→ **TASK OBJECTIVE**
Repeat all of the data exactly. Leave nothing out.

━━ DATA SUPPLIED ━━

//! GitHub Actions workflow-command annotations.
//!
//! Lines such as `::warning::Failed to add comment` written to stdout are
//! surfaced in the workflow summary, which lets pipeline authors tell a skip
//! (notice) from a real problem (warning/error) without opening the log.

use std::fmt;
use std::io::{self, Write};

/// Annotation severity.
#[derive(Debug, Clone, Copy, PartialEq, Eq)]
pub enum AnnotationLevel {
    Notice,
    Warning,
    Error,
}

impl fmt::Display for AnnotationLevel {
    fn fmt(&self, f: &mut fmt::Formatter<'_>) -> fmt::Result {
        match self {
            Self::Notice => write!(f, "notice"),
            Self::Warning => write!(f, "warning"),
            Self::Error => write!(f, "error"),
        }
    }
}

/// A single annotation line.
#[derive(Debug, Clone, PartialEq, Eq)]
pub struct Annotation {
    pub level: AnnotationLevel,
    pub message: String,
}

impl Annotation {
    pub fn notice(message: impl Into<String>) -> Self {
        Self {
            level: AnnotationLevel::Notice,
            message: message.into(),
        }
    }

    pub fn warning(message: impl Into<String>) -> Self {
        Self {
            level: AnnotationLevel::Warning,
            message: message.into(),
        }
    }

    pub fn error(message: impl Into<String>) -> Self {
        Self {
            level: AnnotationLevel::Error,
            message: message.into(),
        }
    }
}

impl fmt::Display for Annotation {
    fn fmt(&self, f: &mut fmt::Formatter<'_>) -> fmt::Result {
        write!(f, "::{}::{}", self.level, escape_data(&self.message))
    }
}

/// Escape a message for a workflow command (`%`, CR and LF).
#[must_use]
pub fn escape_data(message: &str) -> String {
    message
        .replace('%', "%25")
        .replace('\r', "%0D")
        .replace('\n', "%0A")
}

/// Write annotations one per line.
pub fn write_annotations<W: Write>(out: &mut W, annotations: &[Annotation]) -> io::Result<()> {
    for annotation in annotations {
        writeln!(out, "{annotation}")?;
    }
    out.flush()
}

/// Write annotations to stdout.
pub fn emit(annotations: &[Annotation]) -> io::Result<()> {
    write_annotations(&mut io::stdout().lock(), annotations)
}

━━━

→ **ANSWER SPACE**
//! GitHub Actions workflow-command annotations.
//!
//! Lines such as `::warning::Failed to add comment` written to stdout are
//! surfaced in the workflow summary, which lets pipeline authors tell a skip
//! (notice) from a real problem (warning/error) without opening the log.

use std::fmt;
use std::io::{self, Write};

/// Annotation severity.
#[derive(Debug, Clone, Copy, PartialEq, Eq)]
pub enum AnnotationLevel {
    Notice,
    Warning,
    Error,
}

impl fmt::Display for AnnotationLevel {
    fn fmt(&self, f: &mut fmt::Formatter<'_>) -> fmt::Result {
        match self {
            Self::Notice => write!(f, "notice"),
            Self::Warning => write!(f, "warning"),
            Self::Error => write!(f, "error"),
        }
    }
}

/// A single annotation line.
#[derive(Debug, Clone, PartialEq, Eq)]
pub struct Annotation {
    pub level: AnnotationLevel,
    pub message: String,
}

impl Annotation {
    pub fn notice(message: impl Into<String>) -> Self {
        Self {
            level: AnnotationLevel::Notice,
            message: message.into(),
        }
    }

    pub fn warning(message: impl Into<String>) -> Self {
        Self {
            level: AnnotationLevel::Warning,
            message: message.into(),
        }
    }

    pub fn error(message: impl Into<String>) -> Self {
        Self {
            level: AnnotationLevel::Error,
            message: message.into(),
        }
    }
}

impl fmt::Display for Annotation {
    fn fmt(&self, f: &mut fmt::Formatter<'_>) -> fmt::Result {
        write!(f, "::{}::{}", self.level, escape_data(&self.message))
    }
}

/// Escape a message for a workflow command (`%`, CR and LF).
#[must_use]
pub fn escape_data(message: &str) -> String {
    message
        .replace('%', "%25")
        .replace('\r', "%0D")
        .replace('\n', "%0A")
}

/// Write annotations one per line.
pub fn write_annotations<W: Write>(out: &mut W, annotations: &[Annotation]) -> io::Result<()> {
    for annotation in annotations {
        writeln!(out, "{annotation}")?;
    }
    out.flush()
}

/// Write annotations to stdout.
pub fn emit(annotations: &[Annotation]) -> io::Result<()> {
    write_annotations(&mut io::stdout().lock(), annotations)
}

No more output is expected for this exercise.